= Beginning of Section =
//! Configuration management
//!
//! Settings live in `settings.json` inside the snooze directory:
//! ```json
//! {
//!   "app": { "baseUrl": "https://hack-or-snooze-v3.herokuapp.com", "demoMode": false },
//!   "session": { "username": "hueter", "token": "..." }
//! }
//! ```

use std::collections::HashMap;
use std::path::Path;

use anyhow::Result;
use serde::{Deserialize, Serialize};

use crate::adapters::http::DEFAULT_BASE_URL;

/// Environment variable overriding the API base URL
pub const BASE_URL_ENV: &str = "SNOOZE_BASE_URL";

/// Environment variable overriding demo mode
pub const DEMO_MODE_ENV: &str = "SNOOZE_DEMO_MODE";

/// Raw settings.json structure
#[derive(Debug, Clone, Default, Serialize, Deserialize)]
#[serde(rename_all = "camelCase")]
struct SettingsFile {
    #[serde(default)]
    app: AppSettings,
    #[serde(default, skip_serializing_if = "Option::is_none")]
    session: Option<StoredSession>,
    #[serde(flatten)]
    other: HashMap<String, serde_json::Value>,
}

#[derive(Debug, Clone, Default, Serialize, Deserialize)]
#[serde(rename_all = "camelCase")]
struct AppSettings {
    #[serde(default, skip_serializing_if = "Option::is_none")]
    base_url: Option<String>,
    #[serde(default)]
    demo_mode: bool,
    #[serde(flatten)]
    other: HashMap<String, serde_json::Value>,
}

/// Credentials remembered between runs for session restore
#[derive(Debug, Clone, PartialEq, Eq, Serialize, Deserialize)]
pub struct StoredSession {
    pub username: String,
    pub token: String,
}

/// Snooze configuration (simplified view of settings)
#[derive(Debug, Clone)]
pub struct Config {
    pub base_url: String,
    pub demo_mode: bool,
    pub session: Option<StoredSession>,
    // Keep the raw settings so unmanaged fields survive a save
    raw_settings: SettingsFile,
}

impl Default for Config {
    fn default() -> Self {
        Self {
            base_url: DEFAULT_BASE_URL.to_string(),
            demo_mode: false,
            session: None,
            raw_settings: SettingsFile::default(),
        }
    }
}

impl Config {
    /// Load config from the snooze directory
    ///
    /// `SNOOZE_BASE_URL` and `SNOOZE_DEMO_MODE` take precedence over the file.
    pub fn load(snooze_dir: &Path) -> Result<Self> {
        let settings_path = snooze_dir.join("settings.json");

        let raw: SettingsFile = if settings_path.exists() {
            let content = std::fs::read_to_string(&settings_path)?;
            serde_json::from_str(&content).unwrap_or_default()
        } else {
            SettingsFile::default()
        };

        let base_url = std::env::var(BASE_URL_ENV)
            .ok()
            .filter(|u| !u.trim().is_empty())
            .or_else(|| raw.app.base_url.clone())
            .unwrap_or_else(|| DEFAULT_BASE_URL.to_string());

        let demo_mode = match std::env::var(DEMO_MODE_ENV).ok().as_deref() {
            Some("true" | "1" | "yes" | "TRUE" | "YES") => true,
            Some("false" | "0" | "no" | "FALSE" | "NO") => false,
            _ => raw.app.demo_mode,
        };

        Ok(Self {
            base_url,
            demo_mode,
            session: raw.session.clone(),
            raw_settings: raw,
        })
    }

    /// Save config to the snooze directory, preserving fields we don't manage
    pub fn save(&self, snooze_dir: &Path) -> Result<()> {
        let settings_path = snooze_dir.join("settings.json");

        let mut settings = if settings_path.exists() {
            let content = std::fs::read_to_string(&settings_path)?;
            serde_json::from_str::<SettingsFile>(&content)
                .unwrap_or_else(|_| self.raw_settings.clone())
        } else {
            self.raw_settings.clone()
        };

        settings.app.demo_mode = self.demo_mode;
        settings.app.base_url = if self.base_url == DEFAULT_BASE_URL {
            None
        } else {
            Some(self.base_url.clone())
        };
        settings.session = self.session.clone();

        let content = serde_json::to_string_pretty(&settings)?;
        std::fs::write(&settings_path, content)?;
        Ok(())
    }

    pub fn enable_demo_mode(&mut self) {
        self.demo_mode = true;
    }

    pub fn disable_demo_mode(&mut self) {
        self.demo_mode = false;
    }

    /// Remember credentials for the next run
    pub fn store_session(&mut self, username: impl Into<String>, token: impl Into<String>) {
        self.session = Some(StoredSession {
            username: username.into(),
            token: token.into(),
        });
    }

    pub fn clear_session(&mut self) {
        self.session = None;
    }
}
= End of Section =
Looking back at the data above, tally each line that includes the word "directory", then answer with the total alone.

3